Cat hairballs look like poop because they’re long, dark, and cylindrical, not round like the name suggests. Their shape comes from being squeezed through the esophagus on the way out, and their color comes from hours or days of soaking in stomach acid and bile. The result is a wet, brown or greenish-brown tube that’s easy to mistake for feces at first glance.
Why Hairballs Are Tube-Shaped, Not Ball-Shaped
The word “hairball” is misleading. Inside the stomach, swallowed fur does clump into a loose, roundish mass. But when a cat’s body pushes that clump back up, it gets compressed through the narrow tube of the esophagus. By the time it lands on your floor, it’s a long, sausage-shaped cylinder, typically an inch or two long. That shape is strikingly similar to a small piece of stool, which is also molded by a narrow tube (the intestine) on its way out.
What Gives Them That Dark Color
Fresh cat hair is usually lighter than the hairball it eventually becomes. The color change happens in the stomach. Hair sits there for hours to days, marinating in gastric acid and bile, a yellow-green fluid produced by the liver. Bile stains the fur darker, and partially digested food mixed in adds brown tones. Cornell University’s veterinary center notes that hairball color is mainly the shade of the cat’s coat, darkened by food pigments and gastric secretions like green bile. In lighter-coated cats, the result can look olive or yellowish-brown. In darker-coated cats, it can look nearly black.
That brownish, wet appearance is the biggest reason people confuse hairballs with feces. Both are dark, moist, and roughly the same size.
How to Tell a Hairball From Feces
If you look closely, a hairball and a stool are pretty easy to distinguish. A hairball is made almost entirely of matted hair. Pull it apart slightly and you’ll see individual strands compressed together, sometimes with bits of food or grass mixed in. Cat feces, by contrast, have a uniform texture and a distinctly stronger smell. Cornell’s veterinary team describes hairball odor as “unpleasant but tolerable,” which is a generous way of saying it smells bad but not as bad as poop.
Location also helps. Hairballs are vomited up, so you’ll find them wherever your cat happened to be standing or lying. Feces belong in or near the litter box. If you find a dark, tube-shaped mystery object on your bed or carpet, it’s almost certainly a hairball.
Why Hair Survives the Stomach
Hair is made of keratin, the same tough protein in fingernails and hooves. Keratin is remarkably resistant to digestion. The enzymes in a cat’s stomach, including pepsin (the main protein-digesting enzyme), cannot break it down. Research published in the journal Molecules confirmed that common digestive enzymes have no meaningful effect on keratin, and that hair passes through the entire digestive system of animals essentially intact. In nature, only a handful of specialized insects and soil microorganisms can decompose keratin.

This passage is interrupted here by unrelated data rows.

//! # Bearer token claims
//!
//! The server issues a JWT whose payload names the member (`sub`, their email) and
//! their roles (`scopes`). The client holds no signing key, so claims are read with
//! signature and expiry validation turned off; expiry is checked separately against
//! the platform clock.

use jsonwebtoken::errors::ErrorKind;
use jsonwebtoken::{decode, Algorithm, DecodingKey, Validation};
use serde::Deserialize;
use thiserror::Error;

#[derive(Debug, Clone, PartialEq, Eq, Error)]
pub enum TokenError {
    #[error("token is not a JWT")]
    Malformed,
    #[error("token payload is not valid base64: {0}")]
    Encoding(String),
    #[error("token payload is not valid JSON: {0}")]
    Payload(String),
    #[error("token has no subject")]
    MissingSubject,
}

/// Claims carried in the token payload.
#[derive(Debug, Clone, PartialEq, Eq, Deserialize)]
pub struct TokenClaims {
    #[serde(default)]
    pub sub: String,
    #[serde(default)]
    pub scopes: Vec<String>,
    #[serde(default)]
    pub iss: Option<String>,
    #[serde(default)]
    pub iat: Option<i64>,
    /// Expiry, seconds since the Unix epoch.
    #[serde(default)]
    pub exp: Option<i64>,
}

impl TokenClaims {
    /// Tokens without `exp` never expire client-side.
    pub fn is_expired_at(&self, now_secs: i64) -> bool {
        self.exp.is_some_and(|exp| exp <= now_secs)
    }
}

/// Strip an optional `Bearer ` prefix, as found in the `Authorization` response header.
pub fn strip_bearer(raw: &str) -> &str {
    let raw = raw.trim();
    raw.strip_prefix("Bearer ")
        .or_else(|| raw.strip_prefix("bearer "))
        .unwrap_or(raw)
        .trim()
}

fn token_error(err: jsonwebtoken::errors::Error) -> TokenError {
    match err.kind() {
        ErrorKind::Base64(e) => TokenError::Encoding(e.to_string()),
        ErrorKind::Json(e) => TokenError::Payload(e.to_string()),
        ErrorKind::Utf8(e) => TokenError::Payload(e.to_string()),
        _ => TokenError::Malformed,
    }
}

/// Decode the payload of a JWT without verifying it.
pub fn decode_claims(token: &str) -> Result<TokenClaims, TokenError> {
    let token = strip_bearer(token);

    let mut validation = Validation::new(Algorithm::HS256);
    #[allow(deprecated)]
    validation.insecure_disable_signature_validation();
    validation.validate_exp = false;
    validation.validate_aud = false;
    validation.required_spec_claims.clear();

    let claims = decode::<TokenClaims>(token, &DecodingKey::from_secret(b""), &validation)
        .map_err(token_error)?
        .claims;

    if claims.sub.trim().is_empty() {
        return Err(TokenError::MissingSubject);
    }
    Ok(claims)
}

/// Current Unix time in seconds.
#[cfg(target_arch = "wasm32")]
pub fn now_secs() -> i64 {
    (js_sys::Date::now() / 1000.0) as i64
}

/// Current Unix time in seconds.
#[cfg(not(target_arch = "wasm32"))]
pub fn now_secs() -> i64 {
    std::time::SystemTime::now()
        .duration_since(std::time::UNIX_EPOCH)
        .map(|d| d.as_secs() as i64)
        .unwrap_or(0)
}

/// Build a token for tests, signed with a throwaway key.
#[cfg(test)]
pub(crate) fn test_token(sub: &str, scopes: &[&str], exp: Option<i64>) -> String {
    use jsonwebtoken::{encode, EncodingKey, Header};

    let mut payload = serde_json::json!({ "sub": sub, "scopes": scopes, "iss": "test" });
    if let Some(exp) = exp {
        payload["exp"] = serde_json::json!(exp);
    }
    encode(&Header::default(), &payload, &EncodingKey::from_secret(b"test-secret"))
        .expect("encode test token")
}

This is why most swallowed hair simply travels through the gut and comes out in the stool, still looking like hair. But when too much accumulates in the stomach before it can move along, the body’s backup plan is to push it back up the way it came.
What’s Normal and What’s Not
Most cats vomit a hairball once every week or two, and that’s considered perfectly normal. The majority of swallowed fur passes through the digestive tract without any trouble at all, exiting in normally formed stool. You might not even notice hair in your cat’s feces unless you’re looking for it, though cats that groom excessively can produce stools with a visible amount of fur.
Long-haired breeds and cats that over-groom due to stress or skin irritation tend to produce more hairballs. Regular brushing reduces the amount of loose fur your cat swallows, which is the simplest way to cut down on hairball frequency.
Hairballs become a concern when they can’t come up or pass through. If a mass of hair gets large enough, it can obstruct the intestine. Veterinary case reports describe cylindrical hairballs up to 5 centimeters long lodged in the small intestine, requiring surgical removal. Warning signs of a blockage include repeated retching without producing anything, loss of appetite lasting more than a day, lethargy, and constipation or diarrhea. A cat that retches frequently but never produces a hairball may have one stuck in the esophagus or intestine rather than the stomach.